Study suggests remote conditioning associated with greater salvage of heart tissue

FRIDAY, Feb. 26 (HealthDay News) -- Intermittently blocking blood flow in the arm, known as remote conditioning, during the ambulance ride to the hospital (before stenting) reduces damage to the heart after a heart attack, possibly by activating protective mechanisms in the heart, according to a study in the Feb. 27 issue of The Lancet.

Hans Erik Botker, M.D., from Aarhus University Hospital in Skejby, Denmark, and colleagues randomly assigned 333 adults with a suspected first acute ST-elevation myocardial infarction to primary percutaneous coronary intervention alone or in combination with remote conditioning (intermittent arm ischemia using a blood pressure cuff) performed during transport to the hospital.

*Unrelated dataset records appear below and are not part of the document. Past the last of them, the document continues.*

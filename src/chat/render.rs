use console::{Alignment, measure_text_width, pad_str, style};

use super::{Role, TranscriptEntry};

/// Share of the terminal width a message may occupy, in percent
const MESSAGE_WIDTH_PERCENT: usize = 70;
const MIN_MESSAGE_WIDTH: usize = 20;

/// Lay out the transcript as terminal lines, oldest entry first.
///
/// User messages hug the right edge, assistant messages the left. Each
/// message is followed by a dimmed timestamp and a blank separator line.
#[inline]
pub fn render_transcript(entries: &[TranscriptEntry], width: usize) -> Vec<String> {
    let message_width = (width * MESSAGE_WIDTH_PERCENT / 100).max(MIN_MESSAGE_WIDTH);
    let width = width.max(message_width);

    let mut lines = Vec::new();
    for entry in entries {
        let alignment = match entry.role {
            Role::User => Alignment::Right,
            Role::Assistant => Alignment::Left,
        };

        for line in wrap_text(&entry.text, message_width) {
            let styled = match entry.role {
                Role::User => style(line).cyan().to_string(),
                Role::Assistant => line,
            };
            lines.push(align(&styled, width, alignment));
        }

        let timestamp = entry.timestamp.format("%I:%M %p").to_string();
        lines.push(align(&style(timestamp).dim().to_string(), width, alignment));
        lines.push(String::new());
    }
    lines
}

fn align(text: &str, width: usize, alignment: Alignment) -> String {
    match alignment {
        Alignment::Left => text.to_string(),
        _ => pad_str(text, width, alignment, None).into_owned(),
    }
}

/// Greedy word wrap that keeps explicit line breaks and splits words too
/// long to fit
fn wrap_text(text: &str, width: usize) -> Vec<String> {
    let mut lines = Vec::new();

    for paragraph in text.lines() {
        let mut current = String::new();

        for word in paragraph.split_whitespace() {
            for piece in split_long_word(word, width) {
                let needed = if current.is_empty() {
                    measure_text_width(&piece)
                } else {
                    measure_text_width(&current) + 1 + measure_text_width(&piece)
                };

                if needed > width && !current.is_empty() {
                    lines.push(std::mem::take(&mut current));
                }
                if !current.is_empty() {
                    current.push(' ');
                }
                current.push_str(&piece);
            }
        }

        lines.push(current);
    }

    if lines.is_empty() {
        lines.push(String::new());
    }
    lines
}

fn split_long_word(word: &str, width: usize) -> Vec<String> {
    if measure_text_width(word) <= width {
        return vec![word.to_string()];
    }

    let chars: Vec<char> = word.chars().collect();
    chars
        .chunks(width.max(1))
        .map(|piece| piece.iter().collect())
        .collect()
}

After 30 days, the researchers found that remote conditioning was associated with significantly greater salvage of heart tissue, as determined by myocardial perfusion imaging. Remote conditioning produced even greater benefit for patients with occluded arteries on admission. Infarct size was also reduced, although this did not reach statistical significance. Both groups had similar numbers of adverse coronary events, including death, reinfarction, and heart failure.

"At a time of major difficulties in supporting the cost of our health care systems, Botker and colleagues have shown that a noninvasive, simple, safe, and cheap intervention, possibly done by a paramedic before hospital admission, can significantly increase myocardial salvage; they have also shown the benefit of an integrated prehospital and in-hospital therapeutic strategy," write the authors of an accompanying comment.